Va. Man Awarded $41 Million for Priest Abuse Files Another Suit
A Navy doctor who was awarded $41 million in a civil lawsuit against a pedophile priest has filed a second lawsuit against Roman Catholic officials.
Attorneys for Cmdr. Kenneth Whitwell, 39, of Quantico, Va., filed the lawsuit in Kent County (Delaware) Superior Court against the Norbertine religious order, Archmere Academy in Claymont, the Catholic Diocese of Wilmington, Bishop Michael Saltarelli, and the Rev. Edward Smith.
In March, a federal jury in Wilmington awarded Whitwell $6 million in compensatory damages and $35 million in punitive damages for four rapes by Smith during ski trips to Vermont. Whitwell was awarded a default judgment by the court after Smith failed to respond to the lawsuit.
Whitwell claimed that he was sexually abused by Smith for several years while attending Archmere, and that church officials did nothing to protect him. He alleged that Smith began molesting him in 1982, when he was a 14-year-old freshman and Smith was his religion teacher.

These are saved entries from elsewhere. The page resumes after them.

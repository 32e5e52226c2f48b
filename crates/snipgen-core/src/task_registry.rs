//! Built-in task registry.

use crate::error::SnippetError;
use crate::task::{
    Column, ContentPart, FilePlacement, MessageContent, OutputKind, SampleEntry, SampleFile,
    SampleMessage, SampleValue, Task, TaskFamily, TaskInput, Transport,
};

const FLAC: SampleFile = SampleFile {
    path: "sample1.flac",
    mime: "audio/flac",
};
const CATS: SampleFile = SampleFile {
    path: "cats.jpg",
    mime: "image/jpeg",
};
const CAT_PNG: SampleFile = SampleFile {
    path: "cat.png",
    mime: "image/png",
};

const CHAT_MESSAGES: &[SampleMessage] = &[SampleMessage {
    role: "user",
    content: MessageContent::Text("What is the capital of France?"),
}];

const VLM_MESSAGES: &[SampleMessage] = &[SampleMessage {
    role: "user",
    content: MessageContent::Parts(&[
        ContentPart::Text("Describe this image in one sentence."),
        ContentPart::ImageUrl(
            "https://cdn.britannica.com/61/93061-050-99147DCE/Statue-of-Liberty-Island-New-York-Bay.jpg",
        ),
    ]),
}];

const REPO_TABLE: &[Column] = &[
    ("Repository", &["Transformers", "Datasets", "Tokenizers"]),
    ("Stars", &["36542", "4512", "3934"]),
    ("Contributors", &["651", "77", "34"]),
    (
        "Programming language",
        &["Python", "Python", "Rust, Python and NodeJS"],
    ),
];

const FISH_TABLE: &[Column] = &[
    ("Height", &["11.52", "12.48", "12.3778"]),
    ("Length1", &["23.2", "24", "23.9"]),
    ("Length2", &["25.4", "26.3", "26.5"]),
    ("Species", &["Bream", "Bream", "Bream"]),
];

const fn text_task(
    id: &'static str,
    family: TaskFamily,
    text: &'static str,
    output: OutputKind,
    sdk_method: &'static str,
) -> Task {
    Task {
        id,
        pipeline_tag: id,
        family,
        input: TaskInput::Text(text),
        parameters: &[],
        output,
        transport: Transport::Json,
        sdk_method,
        js_method: None,
    }
}

const fn file_task(
    id: &'static str,
    file: SampleFile,
    output: OutputKind,
    sdk_method: &'static str,
) -> Task {
    Task {
        id,
        pipeline_tag: id,
        family: TaskFamily::BinaryInput,
        input: TaskInput::File(file),
        parameters: &[],
        output,
        transport: Transport::RawBytes,
        sdk_method,
        js_method: None,
    }
}

const BUILTIN_TASKS: &[Task] = &[
    Task {
        id: "conversational",
        pipeline_tag: "text-generation",
        family: TaskFamily::Conversational,
        input: TaskInput::Messages(CHAT_MESSAGES),
        parameters: &[],
        output: OutputKind::Chat,
        transport: Transport::Json,
        sdk_method: "chat.completions.create",
        js_method: None,
    },
    Task {
        id: "conversational-vlm",
        pipeline_tag: "image-text-to-text",
        family: TaskFamily::Conversational,
        input: TaskInput::Messages(VLM_MESSAGES),
        parameters: &[],
        output: OutputKind::Chat,
        transport: Transport::Json,
        sdk_method: "chat.completions.create",
        js_method: None,
    },
    text_task(
        "text-generation",
        TaskFamily::TextGeneration,
        "Can you please let us know more details about your ",
        OutputKind::Text,
        "text_generation",
    )
    .with_js_method("textGeneration"),
    text_task(
        "summarization",
        TaskFamily::TextGeneration,
        "The tower is 324 metres (1,063 ft) tall, about the same height as an 81-storey building, and the tallest structure in Paris.",
        OutputKind::Text,
        "summarization",
    )
    .with_js_method("summarization"),
    text_task(
        "translation",
        TaskFamily::TextGeneration,
        "Меня зовут Вольфганг и я живу в Берлине",
        OutputKind::Text,
        "translation",
    )
    .with_js_method("translation"),
    text_task(
        "text2text-generation",
        TaskFamily::TextGeneration,
        "The answer to the universe is",
        OutputKind::Text,
        "text_generation",
    )
    .with_js_method("textGeneration"),
    text_task(
        "fill-mask",
        TaskFamily::TextGeneration,
        "The answer to the universe is [MASK].",
        OutputKind::Labels,
        "fill_mask",
    )
    .with_js_method("fillMask"),
    Task {
        id: "question-answering",
        pipeline_tag: "question-answering",
        family: TaskFamily::TextGeneration,
        input: TaskInput::KeyValue(&[
            SampleEntry {
                key: "question",
                sdk_arg: "question",
                value: SampleValue::Text("What is my name?"),
            },
            SampleEntry {
                key: "context",
                sdk_arg: "context",
                value: SampleValue::Text("My name is Clara and I live in Berkeley."),
            },
        ]),
        parameters: &[],
        output: OutputKind::Text,
        transport: Transport::Json,
        sdk_method: "question_answering",
        js_method: Some("questionAnswering"),
    },
    Task {
        id: "table-question-answering",
        pipeline_tag: "table-question-answering",
        family: TaskFamily::TextGeneration,
        input: TaskInput::KeyValue(&[
            SampleEntry {
                key: "query",
                sdk_arg: "query",
                value: SampleValue::Text("How many stars does the transformers repository have?"),
            },
            SampleEntry {
                key: "table",
                sdk_arg: "table",
                value: SampleValue::Table(REPO_TABLE),
            },
        ]),
        parameters: &[],
        output: OutputKind::Text,
        transport: Transport::Json,
        sdk_method: "table_question_answering",
        js_method: Some("tableQuestionAnswering"),
    },
    text_task(
        "text-classification",
        TaskFamily::Classification,
        "I like you. I love you",
        OutputKind::Labels,
        "text_classification",
    )
    .with_js_method("textClassification"),
    text_task(
        "token-classification",
        TaskFamily::Classification,
        "My name is Sarah Jessica Parker but you can call me Jessica",
        OutputKind::Labels,
        "token_classification",
    )
    .with_js_method("tokenClassification"),
    Task {
        id: "zero-shot-classification",
        pipeline_tag: "zero-shot-classification",
        family: TaskFamily::Classification,
        input: TaskInput::Text(
            "Hi, I recently bought a device from your company but it is not working as advertised and I would like to get reimbursed!",
        ),
        parameters: &[(
            "candidate_labels",
            SampleValue::TextList(&["refund", "legal", "faq"]),
        )],
        output: OutputKind::Labels,
        transport: Transport::Json,
        sdk_method: "zero_shot_classification",
        js_method: None,
    },
    Task {
        id: "tabular-classification",
        pipeline_tag: "tabular-classification",
        family: TaskFamily::Classification,
        input: TaskInput::Table(FISH_TABLE),
        parameters: &[],
        output: OutputKind::Labels,
        transport: Transport::Json,
        sdk_method: "tabular_classification",
        js_method: None,
    },
    Task {
        id: "tabular-regression",
        pipeline_tag: "tabular-regression",
        family: TaskFamily::Classification,
        input: TaskInput::Table(FISH_TABLE),
        parameters: &[],
        output: OutputKind::Labels,
        transport: Transport::Json,
        sdk_method: "tabular_regression",
        js_method: None,
    },
    text_task(
        "feature-extraction",
        TaskFamily::Embedding,
        "Today is a sunny day and I will get some ice cream.",
        OutputKind::Embedding,
        "feature_extraction",
    )
    .with_js_method("featureExtraction"),
    Task {
        id: "sentence-similarity",
        pipeline_tag: "sentence-similarity",
        family: TaskFamily::Embedding,
        input: TaskInput::KeyValue(&[
            SampleEntry {
                key: "source_sentence",
                sdk_arg: "sentence",
                value: SampleValue::Text("That is a happy person"),
            },
            SampleEntry {
                key: "sentences",
                sdk_arg: "other_sentences",
                value: SampleValue::TextList(&[
                    "That is a happy dog",
                    "That is a very happy person",
                    "Today is a sunny day",
                ]),
            },
        ]),
        parameters: &[],
        output: OutputKind::Embedding,
        transport: Transport::Json,
        sdk_method: "sentence_similarity",
        js_method: Some("sentenceSimilarity"),
    },
    file_task(
        "automatic-speech-recognition",
        FLAC,
        OutputKind::Text,
        "automatic_speech_recognition",
    )
    .with_js_method("automaticSpeechRecognition"),
    file_task(
        "audio-classification",
        FLAC,
        OutputKind::Labels,
        "audio_classification",
    ),
    file_task("audio-to-audio", FLAC, OutputKind::Labels, "audio_to_audio"),
    file_task(
        "image-classification",
        CATS,
        OutputKind::Labels,
        "image_classification",
    )
    .with_js_method("imageClassification"),
    Task {
        id: "zero-shot-image-classification",
        pipeline_tag: "zero-shot-image-classification",
        family: TaskFamily::BinaryInput,
        input: TaskInput::File(CATS),
        parameters: &[(
            "candidate_labels",
            SampleValue::TextList(&["cat", "dog", "llama"]),
        )],
        output: OutputKind::Labels,
        transport: Transport::Base64Json,
        sdk_method: "zero_shot_image_classification",
        js_method: None,
    },
    file_task("object-detection", CATS, OutputKind::Labels, "object_detection"),
    file_task(
        "image-segmentation",
        CATS,
        OutputKind::Labels,
        "image_segmentation",
    ),
    file_task("image-to-text", CATS, OutputKind::Text, "image_to_text"),
    Task {
        id: "document-question-answering",
        pipeline_tag: "document-question-answering",
        family: TaskFamily::BinaryInput,
        input: TaskInput::FileWithText {
            file: CAT_PNG,
            placement: FilePlacement::Nested {
                file_field: "image",
            },
            text_field: "question",
            text: "What is in this image?",
        },
        parameters: &[],
        output: OutputKind::Text,
        transport: Transport::Base64Json,
        sdk_method: "document_question_answering",
        js_method: None,
    },
    Task {
        id: "image-to-image",
        pipeline_tag: "image-to-image",
        family: TaskFamily::GenerativeMedia,
        input: TaskInput::FileWithText {
            file: CAT_PNG,
            placement: FilePlacement::Parameters,
            text_field: "prompt",
            text: "Turn the cat into a tiger.",
        },
        parameters: &[],
        output: OutputKind::Image,
        transport: Transport::Base64Json,
        sdk_method: "image_to_image",
        js_method: None,
    },
    text_task(
        "text-to-image",
        TaskFamily::GenerativeMedia,
        "Astronaut riding a horse",
        OutputKind::Image,
        "text_to_image",
    )
    .with_js_method("textToImage"),
    text_task(
        "text-to-video",
        TaskFamily::GenerativeMedia,
        "A young man walking on the street",
        OutputKind::Video,
        "text_to_video",
    )
    .with_js_method("textToVideo"),
    text_task(
        "text-to-speech",
        TaskFamily::GenerativeMedia,
        "The answer to the universe is 42",
        OutputKind::Audio,
        "text_to_speech",
    ),
    text_task(
        "text-to-audio",
        TaskFamily::GenerativeMedia,
        "liquid drum and bass, atmospheric synths, airy sounds",
        OutputKind::Audio,
        "text_to_speech",
    ),
];

/// Registry over built-in tasks.
pub struct TaskRegistry;

impl TaskRegistry {
    /// Returns all built-in tasks in registration order.
    pub fn builtins() -> &'static [Task] {
        BUILTIN_TASKS
    }

    /// Returns the named task if it exists.
    pub fn get(id: &str) -> Option<&'static Task> {
        BUILTIN_TASKS
            .iter()
            .find(|task| task.id.eq_ignore_ascii_case(id))
    }

    /// Look up a task, failing with [`SnippetError::UnknownTask`].
    pub fn lookup(id: &str) -> Result<&'static Task, SnippetError> {
        Self::get(id).ok_or_else(|| SnippetError::UnknownTask(id.to_string()))
    }

    /// Returns the tasks of one family.
    pub fn by_family(family: TaskFamily) -> Vec<&'static Task> {
        BUILTIN_TASKS
            .iter()
            .filter(|task| task.family == family)
            .collect()
    }
}

#[cfg(test)]
mod tests {
    use super::TaskRegistry;
    use crate::error::SnippetError;
    use crate::task::{TaskFamily, Transport};

    #[test]
    fn test_lookup_known_task() {
        let task = TaskRegistry::lookup("automatic-speech-recognition").unwrap();
        assert_eq!(task.transport, Transport::RawBytes);
        assert_eq!(task.sample_file().unwrap().mime, "audio/flac");
    }

    #[test]
    fn test_lookup_unknown_task() {
        let err = TaskRegistry::lookup("telepathy").unwrap_err();
        assert_eq!(err, SnippetError::UnknownTask("telepathy".to_string()));
    }

    #[test]
    fn test_ids_are_unique() {
        let mut ids: Vec<_> = TaskRegistry::builtins().iter().map(|t| t.id).collect();
        ids.sort_unstable();
        let before = ids.len();
        ids.dedup();
        assert_eq!(before, ids.len());
    }

    #[test]
    fn test_conversational_family() {
        let ids: Vec<_> = TaskRegistry::by_family(TaskFamily::Conversational)
            .into_iter()
            .map(|t| t.id)
            .collect();
        assert_eq!(ids, vec!["conversational", "conversational-vlm"]);
    }

    #[test]
    fn test_zero_shot_image_classification_sends_labels() {
        let task = TaskRegistry::lookup("zero-shot-image-classification").unwrap();
        assert_eq!(task.transport, Transport::Base64Json);
        assert_eq!(task.file_field_path(), Some(vec!["inputs"]));
        let params = task.parameters_literal().unwrap();
        assert!(params.get("candidate_labels").is_some());
    }

    #[test]
    fn test_js_methods_follow_sdk_table() {
        let js = |id: &str| TaskRegistry::lookup(id).unwrap().js_method;
        assert_eq!(js("text2text-generation"), Some("textGeneration"));
        assert_eq!(js("automatic-speech-recognition"), Some("automaticSpeechRecognition"));
        assert_eq!(js("object-detection"), None);
        assert_eq!(js("conversational"), None);
    }

    #[test]
    fn test_base64_tasks_have_a_file() {
        for task in TaskRegistry::builtins() {
            if task.transport != Transport::Json {
                assert!(task.has_file_input(), "{} has no sample file", task.id);
            }
        }
    }
}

The federal lawsuit focused on sexual abuse on two weekend ski trips to Vermont because Delaware’s statute of limitations prevented Whitwell from suing for abuse that occurred in the state.
The lawsuit filed last Friday takes advantage of a new Delaware law allowing victims of child sexual abuse to seek damages for abuse that occurred years ago. The law, which took effect last month, abolishes Delaware’s two-year statute of limitations on personal injury lawsuits for victims of child sex abuse. It also allows a two-year “lookback” period during which lawsuits previously barred by the statute of limitations can be brought anew.

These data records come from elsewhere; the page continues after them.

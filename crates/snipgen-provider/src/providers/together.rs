//! Together AI: chat, completions and image generation.

use snipgen_core::TaskFamily;

use crate::providers::routed::{BodyStyle, Route, RoutedConfig, RoutedProvider};

const TOGETHER_HOST: &str = "https://api.together.xyz";

const ROUTES: &[Route] = &[
    Route::chat("/v1/chat/completions"),
    Route::task(
        "text-generation",
        "/v1/completions",
        BodyStyle::Field("prompt"),
    ),
    Route::task(
        "text-to-image",
        "/v1/images/generations",
        BodyStyle::Field("prompt"),
    ),
];

/// Create the `together` provider.
pub fn new_together_provider() -> RoutedProvider {
    RoutedProvider::new(RoutedConfig {
        id: "together",
        capabilities: RoutedConfig::vendor(
            &[
                TaskFamily::Conversational,
                TaskFamily::TextGeneration,
                TaskFamily::GenerativeMedia,
            ],
            TOGETHER_HOST,
            "TOGETHER_API_KEY",
        ),
        routes: ROUTES,
    })
}

#[cfg(test)]
mod tests {
    use super::*;
    use crate::traits::Provider;
    use snipgen_core::TaskRegistry;

    #[test]
    fn test_together_routes() {
        let p = new_together_provider();
        assert_eq!(p.id(), "together");
        let task = TaskRegistry::lookup("text-generation").unwrap();
        assert_eq!(p.route(task, "m/x").as_deref(), Some("/v1/completions"));
        assert!(!p.supports(TaskRegistry::lookup("summarization").unwrap()));
        assert!(!p.supports(TaskRegistry::lookup("text-to-video").unwrap()));
    }
}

“Now that the Child Victims Act is the law, I have filed suit against those whose ‘I don’t care’ reckless attitude caused my rapes by a renegade priest,” Whitwell said. “I want them held fully accountable by a civil jury and punished for their role in my child abuse.”
Bob Krebs, a spokesman for the diocese, declined to comment. Officials at Archmere had no immediate comment. Kathleen Jennings, an attorney hired by Smith after the federal jury verdict, did not immediately return a telephone message.
While the federal lawsuit focused on the Vermont trips, the new lawsuit alleges that Smith abused Whitwell more than 230 times over a three-year period in Delaware and four other states.
Whitwell, a Navy optometrist, testified in the federal lawsuit that he had repressed any memory of his sexual abuse until 2000, when it surfaced unexpectedly during a heated argument with his wife, and that he did not realize until resuming therapy in 2003 that his emotional problems were caused by his childhood trauma.
According to that lawsuit, Smith began working at Archmere two years after he was removed as principal at St. John Neumann High School in Philadelphia amid allegations of sexually abusing children there. After the lawsuit was filed, Archmere officials acknowledged that a complaint involving alleged sexual misconduct by Smith at the Neumann school was reported to the priory in 2002, and that Smith subsequently was banned from the Archmere campus.
“It’s time for the entire truth to come out; all the things they knew, all the things they did, and all the things they did not do,” Whitwell said.
While Archmere is located in Wilmington, Whitwell attorney Thomas Neuberger said the decision to file the lawsuit in Kent County was based partly on the fact that Dover Air Force Base offers a community accepting of the military, which could play in his client’s favor.
After Whitwell won the federal lawsuit, Neuberger asked a federal appeals court to overturn a judge’s earlier ruling dismissing Archmere, the diocese and Saltarelli as defendants. Neuberger said Friday that with passage of the new Delaware, he planned to drop the federal appeal because it is no longer needed.